In the program’s early days, the university established special courses for American students taught by some of the most exceptional and distinguished faculty members in all of Spain—renowned poets, art historians, and philosophers—a number of whom taught for Reunidas for decades, often in addition to other duties.
Reunidas also afforded our own U.S. faculty members an opportunity to provide leadership for the program. In this way, they deepened their own connections with Spain while also building longstanding ties with their students which grew out of their mutual cultural explorations during their time abroad.
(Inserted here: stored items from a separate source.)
//! Character LCD board simulator frontend.
//!
//! Simulates a 16×2 HD44780 panel with five board buttons, driven by the
//! built-in firmware demo (see [`demo`]). Two execution modes:
//!
//! - **GUI mode** (default): scaled LCD window; keys `8/4/5/6/2` press
//!   buttons B1–B5 (gamepad d-pad + south button also mapped), `S` saves a
//!   BMP screenshot, `F5`/`F9` quick-save/load the controller state,
//!   `Q`/Esc quits.
//! - **Headless mode** (`--headless`): runs the demo for a fixed number of
//!   steps with scripted button presses and prints ASCII snapshots of the
//!   panel, for automated testing.
//!
//! Simulation and rendering run on separate threads: the demo thread wiggles
//! the bus pins at ~64 steps/s while the UI thread takes snapshots and
//! rasterizes them.

use charlcd_core::{savestate, Hd44780, Rasterizer, SharedHd44780};
use gilrs::{Button as GilrsButton, Event as GilrsEvent, EventType, Gilrs};
use minifb::{Key, Scale, ScaleMode, Window, WindowOptions};
use std::env;
use std::fs;
use std::path::Path;
use std::sync::atomic::{AtomicBool, Ordering};
use std::sync::Arc;
use std::thread;
use std::time::{Duration, Instant};

mod demo;
use demo::{BoardDemo, BUTTON_COUNT, BUTTON_NAMES};

/// Simulated panel geometry.
const PANEL_COLS: usize = 16;
const PANEL_ROWS: usize = 2;

/// Demo steps (and redraws) per second, like the original board simulator.
const STEP_RATE: u64 = 64;
/// Cursor blink half-period in milliseconds.
const BLINK_MS: u128 = 400;

/// UI keys for buttons B1..B5.
const BUTTON_KEYS: [Key; BUTTON_COUNT] = [Key::Key8, Key::Key4, Key::Key5, Key::Key6, Key::Key2];

fn main() {
    let args: Vec<String> = env::args().collect();
    if args.iter().any(|a| a == "-h" || a == "--help") {
        eprintln!("charlcd-emu - character LCD board simulator");
        eprintln!("Usage: {} [options]", args[0]);
        eprintln!();
        eprintln!("Options:");
        eprintln!("  --headless           Run without GUI");
        eprintln!("  --frames N           Run N steps in headless mode (default 60)");
        eprintln!("  --press F:B          Press button B (1-5) on step F, hold 10 steps");
        eprintln!("                       (repeatable)");
        eprintln!("  --snapshot F         Print panel at step F (repeatable)");
        eprintln!("  --debug              Show per-step command/data byte counts");
        eprintln!("  --scale N            Window scale 1-8 (default 4)");
        eprintln!("  --state FILE         Save state path (default charlcd.state)");
        eprintln!();
        eprintln!("GUI keys: 8/4/5/6/2 = buttons B1..B5");
        eprintln!("          S=Screenshot F5=Save F9=Load Q/Esc=Quit");
        std::process::exit(0);
    }

    let headless = args.iter().any(|a| a == "--headless");
    let debug = args.iter().any(|a| a == "--debug");
    let scale: usize = arg_value(&args, "--scale")
        .and_then(|s| s.parse().ok())
        .unwrap_or(4)
        .clamp(1, 8);
    let state_path = arg_value(&args, "--state").unwrap_or_else(|| "charlcd.state".to_string());

    let shared = SharedHd44780::new(Hd44780::new(PANEL_COLS, PANEL_ROWS));

    if headless {
        run_headless(&args, shared, debug);
    } else {
        run_gui(shared, scale, debug, &state_path);
    }
}

fn arg_value(args: &[String], name: &str) -> Option<String> {
    args.iter()
        .position(|a| a == name)
        .and_then(|i| args.get(i + 1))
        .cloned()
}

// ─── Gamepad ────────────────────────────────────────────────────────────────

fn init_gamepad(debug: bool) -> Option<Gilrs> {
    match Gilrs::new() {
        Ok(gilrs) => {
            if debug {
                for (id, gp) in gilrs.gamepads() {
                    println!("Gamepad: [{}] \"{}\"", id, gp.name());
                }
            }
            Some(gilrs)
        }
        Err(e) => {
            eprintln!("Warning: gamepad: {}", e);
            None
        }
    }
}

/// D-pad matches the board's button cross (up=B1, left=B2, right=B4,
/// down=B5); the face buttons mirror it, with south as the middle
/// button B3.
fn poll_gamepad(gilrs: &mut Gilrs, pad: &mut [bool; BUTTON_COUNT]) {
    while let Some(GilrsEvent { event, .. }) = gilrs.next_event() {
        match event {
            EventType::ButtonPressed(b, _) => apply_button(pad, b, true),
            EventType::ButtonReleased(b, _) => apply_button(pad, b, false),
            EventType::Disconnected => *pad = [false; BUTTON_COUNT],
            _ => {}
        }
    }
}

fn apply_button(pad: &mut [bool; BUTTON_COUNT], btn: GilrsButton, pressed: bool) {
    match btn {
        GilrsButton::DPadUp | GilrsButton::North => pad[0] = pressed,
        GilrsButton::DPadLeft | GilrsButton::West => pad[1] = pressed,
        GilrsButton::South => pad[2] = pressed,
        GilrsButton::DPadRight | GilrsButton::East => pad[3] = pressed,
        GilrsButton::DPadDown => pad[4] = pressed,
        _ => {}
    }
}

// ─── Screenshot (BMP) ───────────────────────────────────────────────────────

fn save_screenshot(rast: &Rasterizer, path: &str) -> Result<(), String> {
    let pixels = rast.as_pixel_buffer();
    let w = rast.width() as u32;
    let h = rast.height() as u32;
    let row_size = (w * 3 + 3) & !3;
    let pixel_data_size = row_size * h;
    let file_size = 54 + pixel_data_size;
    let mut data = Vec::with_capacity(file_size as usize);
    // BMP header
    data.extend_from_slice(b"BM");
    data.extend_from_slice(&file_size.to_le_bytes());
    data.extend_from_slice(&0u16.to_le_bytes());
    data.extend_from_slice(&0u16.to_le_bytes());
    data.extend_from_slice(&54u32.to_le_bytes());
    // DIB header
    data.extend_from_slice(&40u32.to_le_bytes());
    data.extend_from_slice(&w.to_le_bytes());
    data.extend_from_slice(&h.to_le_bytes());
    data.extend_from_slice(&1u16.to_le_bytes());
    data.extend_from_slice(&24u16.to_le_bytes());
    data.extend_from_slice(&0u32.to_le_bytes());
    data.extend_from_slice(&pixel_data_size.to_le_bytes());
    data.extend_from_slice(&2835u32.to_le_bytes());
    data.extend_from_slice(&2835u32.to_le_bytes());
    data.extend_from_slice(&0u32.to_le_bytes());
    data.extend_from_slice(&0u32.to_le_bytes());
    // Pixel data (bottom-up BGR)
    for y in (0..h as usize).rev() {
        let mut row_bytes = 0u32;
        for x in 0..w as usize {
            let px = pixels[y * rast.width() + x];
            data.push((px & 0xFF) as u8);
            data.push(((px >> 8) & 0xFF) as u8);
            data.push(((px >> 16) & 0xFF) as u8);
            row_bytes += 3;
        }
        while row_bytes % 4 != 0 {
            data.push(0);
            row_bytes += 1;
        }
    }
    fs::write(path, &data).map_err(|e| format!("{}: {}", path, e))
}

// ─── GUI Mode ───────────────────────────────────────────────────────────────

fn run_gui(shared: SharedHd44780, scale: usize, debug: bool, state_path: &str) {
    let mut rast = Rasterizer::new(PANEL_COLS, PANEL_ROWS);
    let scaled_w = rast.width() * scale;
    let scaled_h = rast.height() * scale;

    let mut window = Window::new(
        "charlcd-emu - press 'q' to quit",
        scaled_w,
        scaled_h,
        WindowOptions {
            scale: Scale::X1,
            scale_mode: ScaleMode::AspectRatioStretch,
            resize: true,
            ..Default::default()
        },
    )
    .expect("Failed to create window");
    window.set_target_fps(STEP_RATE as usize);

    // Button levels shared with the demo thread.
    let buttons: Arc<[AtomicBool; BUTTON_COUNT]> =
        Arc::new(std::array::from_fn(|_| AtomicBool::new(false)));
    let stop = Arc::new(AtomicBool::new(false));

    // Demo thread: steps the firmware stand-in against the shared
    // controller, like the original simulator's MCU thread.
    let sim = {
        let shared = shared.clone();
        let buttons = buttons.clone();
        let stop = stop.clone();
        thread::spawn(move || {
            let mut board = BoardDemo::new(shared);
            let period = Duration::from_millis(1000 / STEP_RATE);
            while !stop.load(Ordering::Relaxed) {
                let mut levels = [false; BUTTON_COUNT];
                for (level, atom) in levels.iter_mut().zip(buttons.iter()) {
                    *level = atom.load(Ordering::Relaxed);
                }
                board.step(levels);
                thread::sleep(period);
            }
        })
    };

    let mut gilrs = init_gamepad(debug);
    let mut pad = [false; BUTTON_COUNT];
    let start_time = Instant::now();
    let mut scaled_buf = vec![0u32; scaled_w * scaled_h];
    let mut prev_s = false;
    let mut prev_f5 = false;
    let mut prev_f9 = false;
    let mut prev_pressed = [false; BUTTON_COUNT];
    let mut screenshot_n = 0u32;
    let mut last_fps_time = Instant::now();
    let mut fps_frames: u64 = 0;

    while window.is_open() && !window.is_key_down(Key::Escape) && !window.is_key_down(Key::Q) {
        if let Some(ref mut g) = gilrs {
            poll_gamepad(g, &mut pad);
        }

        for i in 0..BUTTON_COUNT {
            let pressed = window.is_key_down(BUTTON_KEYS[i]) || pad[i];
            buttons[i].store(pressed, Ordering::Relaxed);
            if debug && pressed != prev_pressed[i] {
                println!(
                    "Button {} {}",
                    BUTTON_NAMES[i],
                    if pressed { "pressed" } else { "released" }
                );
            }
            prev_pressed[i] = pressed;
        }

        // Screenshot (S)
        let s = window.is_key_down(Key::S);
        if s && !prev_s {
            let f = format!("screenshot_{:04}.bmp", screenshot_n);
            match save_screenshot(&rast, &f) {
                Ok(()) => {
                    eprintln!("Screenshot: {}", f);
                    screenshot_n += 1;
                }
                Err(e) => eprintln!("Screenshot error: {}", e),
            }
        }
        prev_s = s;

        // Quick save / load (F5 / F9)
        let f5 = window.is_key_down(Key::F5);
        if f5 && !prev_f5 {
            match savestate::save_to_file(&shared.snapshot(), Path::new(state_path)) {
                Ok(()) => eprintln!("State saved: {}", state_path),
                Err(e) => eprintln!("Save error: {}", e),
            }
        }
        prev_f5 = f5;

        let f9 = window.is_key_down(Key::F9);
        if f9 && !prev_f9 {
            match savestate::load_from_file(Path::new(state_path)) {
                Ok(loaded) => {
                    shared.with(|lcd| *lcd = loaded);
                    eprintln!("State loaded: {}", state_path);
                }
                Err(e) => eprintln!("Load error: {}", e),
            }
        }
        prev_f9 = f9;

        // Render
        let blink_phase = (start_time.elapsed().as_millis() / BLINK_MS) % 2 == 0;
        let snap = shared.snapshot();
        rast.render(&snap, blink_phase);
        let pixels = rast.as_pixel_buffer();
        for y in 0..rast.height() {
            for x in 0..rast.width() {
                let c = pixels[y * rast.width() + x];
                for sy in 0..scale {
                    let base = (y * scale + sy) * scaled_w + x * scale;
                    for sx in 0..scale {
                        scaled_buf[base + sx] = c;
                    }
                }
            }
        }
        window
            .update_with_buffer(&scaled_buf, scaled_w, scaled_h)
            .expect("update");

        fps_frames += 1;
        if last_fps_time.elapsed() >= Duration::from_secs(2) {
            let fps = fps_frames as f64 / last_fps_time.elapsed().as_secs_f64();
            window.set_title(&format!("charlcd-emu - {:.0} FPS ({}x)", fps, scale));
            fps_frames = 0;
            last_fps_time = Instant::now();
        }
    }

    stop.store(true, Ordering::Relaxed);
    let _ = sim.join();
}

// ─── Headless Mode ──────────────────────────────────────────────────────────

/// How long a scripted press is held, in steps. Long enough for the demo's
/// slide timer to fire at least once.
const SCRIPT_HOLD: usize = 10;

fn run_headless(args: &[String], shared: SharedHd44780, debug: bool) {
    let frames: usize = arg_value(args, "--frames")
        .and_then(|s| s.parse().ok())
        .unwrap_or(60);

    // --press F:B pairs
    let mut presses: Vec<(usize, usize)> = Vec::new();
    let mut i = 0;
    while i < args.len() {
        if args[i] == "--press" {
            if let Some(spec) = args.get(i + 1) {
                match parse_press(spec) {
                    Some(p) => presses.push(p),
                    None => eprintln!("Warning: bad --press spec '{}' (want F:B)", spec),
                }
            }
            i += 2;
        } else {
            i += 1;
        }
    }
    let mut snapshots: Vec<usize> = Vec::new();
    let mut i = 0;
    while i < args.len() {
        if args[i] == "--snapshot" {
            if let Some(f) = args.get(i + 1).and_then(|s| s.parse().ok()) {
                snapshots.push(f);
            }
            i += 2;
        } else {
            i += 1;
        }
    }

    let mut board = BoardDemo::new(shared.clone());
    if debug {
        println!("Running {} steps...", frames);
    }
    for frame in 0..frames {
        let mut levels = [false; BUTTON_COUNT];
        for &(at, button) in &presses {
            if frame >= at && frame < at + SCRIPT_HOLD {
                levels[button] = true;
            }
        }
        board.step(levels);

        if debug {
            let (cmds, data) = shared.with(|lcd| {
                let c = (lcd.dbg_cmd_count, lcd.dbg_data_count);
                lcd.dbg_reset_counters();
                c
            });
            if cmds > 0 || data > 0 {
                println!("  Step {:3}: cmd={:3} data={:3}", frame + 1, cmds, data);
            }
        }
        if snapshots.contains(&(frame + 1)) || (debug && frame == frames - 1) {
            println!("\n  === Step {} ===", frame + 1);
            print_panel(&shared);
        }
    }
}

fn parse_press(spec: &str) -> Option<(usize, usize)> {
    let (frame, button) = spec.split_once(':')?;
    let frame: usize = frame.parse().ok()?;
    let button: usize = button.parse().ok()?;
    if (1..=BUTTON_COUNT).contains(&button) {
        Some((frame, button - 1))
    } else {
        None
    }
}

/// Print the panel contents as ASCII. Custom glyph codes show as their
/// digit, other non-printables as '.'; zeroed cells are blank.
fn print_panel(shared: &SharedHd44780) {
    let snap = shared.snapshot();
    let mut border = String::from("  +");
    for _ in 0..snap.cols {
        border.push('-');
    }
    border.push('+');
    println!("{} {}", border, if snap.display_on { "" } else { "(off)" });
    for row in 0..snap.rows {
        let mut line = String::from("  |");
        for &code in snap.row(row) {
            line.push(match code {
                0 => ' ',
                1..=7 => (b'0' + code) as char,
                0x20..=0x7E => code as char,
                _ => '.',
            });
        }
        line.push('|');
        println!("{}", line);
    }
    println!("{}", border);
}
Many of these professors have joined us here today to help us celebrate this occasion.
As we celebrate the 50th anniversary of this remarkable program, and as the program enters its next phase, we can all be confident that the partnership between our institutions will continue to thrive.
On behalf of Indiana University, I extend my congratulations and most sincere thanks to Rector Andradas and his predecessors; to all of the faculty, students, and staff of the Complutense University of Madrid; and to all of the faculty and staff from IU and our partner institutions who have helped to make the Universidades Reunidas program such an enormous success for half a century.
Presentation of Hart Benton Medallion to Rector Carlos Andradas
The splendid Reunidas program has brought enormous benefits to all of the American universities that have been involved, and it has enormously and positively affected the lives of many students by providing an opportunity for intensive growth and learning.
To recognize such outstanding contributions to higher education world-wide, Indiana University established the Thomas Hart Benton Medallion. First given in 1986, the bronze medal features a representation of a portion of the renowned American artist Thomas Hart Benton’s murals that are on display at Indiana University that depict the “Social and Industrial History of Indiana.” The reverse side of the medallion features the seal of Indiana University. It symbolizes the aspirations and ideals that are the foundation of the search for knowledge—aspirations and ideals that Indiana University and the Complutense University of Madrid share.
And so, for all the Complutense University of Madrid has done over 50 years to foster the partnership we celebrate today, I present to you, Rector Carlos Andradas, the Thomas Hart Benton Medallion.